February is Jewish Disability Awareness Month. My expertise in special needs education allows me to bring knowledge and programs to Temple Beth-El in Hillsborough as well as to the greater community.

There’s a buzz in the Jewish Disability World right now.  February 1 marked the start of the fifth annual Jewish Disability Awareness Month; affectionately known by those of us who love acronyms as JDAM.  Just as the name implies, it is a month-long chance to raise awareness about disabilities in our various organizations and synagogues while highlighting the many great resources, programs and opportunities that we offer.  And when it also sparks a community to try something new, or open their doors a little wider, even better!

But despite this undercurrent of excited energy as the month approaches, I find myself thinking that I wish we didn’t need this dedicated month at all.  Because honestly, what stands in the way of inclusion in most communities is attitude.  I recently read the following in an article by the ACA (American Camping Association) that has obvious universal applications:

The biggest barrier to creating an inclusive recreation or camping program is not the lack of resources, knowledge, or accessible facilities. The biggest barrier is actually one of attitude. In order to provide a recreation or camp program that is authentically inclusive, we must understand that inclusion is first and foremost a philosophy. It is a mindset and a belief that everyone has value and something to contribute. It is a willingness to see the ability in everyone and match skill with challenge. It is an understanding that what our programs really provide at their heart is the opportunity to build relationships, learn who we are, and develop skills. It is being committed to the process of making our programs accessible — not only in the physical sense, but also by ensuring that each person’s participation is meaningful….Once we understand that inclusion is not a place, a program, or a time-limited opportunity, and that it is a state of being and a way of operating that says “all are welcome,” we can overcome the practical barriers of resources, knowledge, and accessible facilities.

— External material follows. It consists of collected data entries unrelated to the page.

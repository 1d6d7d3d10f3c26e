//! Okta API response types
//!
//! Data structures for deserializing Okta Users API responses.

use serde::{Deserialize, Serialize};
use serde_json::{json, Value};

/// Okta user resource
///
/// See: https://developer.okta.com/docs/reference/api/users/#user-object
#[derive(Debug, Clone, Default, Serialize, Deserialize)]
#[serde(rename_all = "camelCase", default)]
pub struct OktaUser {
    pub id: Option<String>,

    /// Lifecycle status (`ACTIVE`, `SUSPENDED`, ...)
    pub status: Option<String>,

    pub created: Option<String>,
    pub activated: Option<String>,
    pub last_login: Option<String>,
    pub password_changed: Option<String>,

    pub profile: OktaProfile,
}

/// Okta user profile attributes
#[derive(Debug, Clone, Default, Serialize, Deserialize)]
#[serde(rename_all = "camelCase", default)]
pub struct OktaProfile {
    pub email: Option<String>,
    pub first_name: Option<String>,
    pub last_name: Option<String>,
    pub department: Option<String>,
    pub title: Option<String>,
    pub manager: Option<String>,
    pub city: Option<String>,
    pub mobile_phone: Option<String>,
    pub primary_phone: Option<String>,
    pub employee_number: Option<String>,
}

/// Map an Okta lifecycle status to `active`, `disabled` or `unknown`.
pub fn map_status(status: Option<&str>) -> &'static str {
    match status {
        Some("ACTIVE") | Some("PROVISIONED") | Some("RECOVERY") => "active",
        Some("SUSPENDED") | Some("DEPROVISIONED") | Some("LOCKED_OUT") => "disabled",
        _ => "unknown",
    }
}

impl OktaUser {
    /// Flatten into the field names the correlation engine reads.
    pub fn standardize(&self) -> Value {
        let profile = &self.profile;
        let full_name = format!(
            "{} {}",
            profile.first_name.as_deref().unwrap_or_default(),
            profile.last_name.as_deref().unwrap_or_default()
        )
        .trim()
        .to_string();

        json!({
            "email": profile.email,
            "first_name": profile.first_name,
            "last_name": profile.last_name,
            "full_name": full_name,
            "department": profile.department,
            "title": profile.title,
            "manager": profile.manager,
            "office": profile.city,
            "phone": profile.mobile_phone.as_ref().or(profile.primary_phone.as_ref()),
            "employee_id": profile.employee_number,
            "status": map_status(self.status.as_deref()),
            "last_login": self.last_login,
            "created": self.created,
            "activated": self.activated,
            "password_changed": self.password_changed,
            "okta_id": self.id,
        })
    }
}
//! # Desktop Bridge Implementations
//!
//! Default implementations of bridge traits for desktop and server hosts
//! (macOS, Windows, Linux).
//!
//! - `HttpClient` using `reqwest` with rustls
//!
//! ## Usage
//!
//! ```ignore
//! use bridge_desktop::ReqwestHttpClient;
//! use std::sync::Arc;
//!
//! let http_client = Arc::new(ReqwestHttpClient::new()?);
//! let config = CoreConfig::builder()
//!     .database_path("directory.db")
//!     .http_client(http_client)
//!     .build()?;
//! ```

mod http;

pub use http::ReqwestHttpClient;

I am so proud to be an integral part of a community that is committed to this ideal and doing what we can.  At Temple Beth-El (http://www.ourbethel.org/) we are not perfect, but that’s what makes it all the more exciting.  I get to go to work every day and think about what we do well, while helping to discover ways that we can do it even better.

So as we celebrate Jewish Disability Awareness Month let us share all the wonderful things we are doing, reflect upon the things we can do even better and maybe together we can ensure that our awareness will last all year.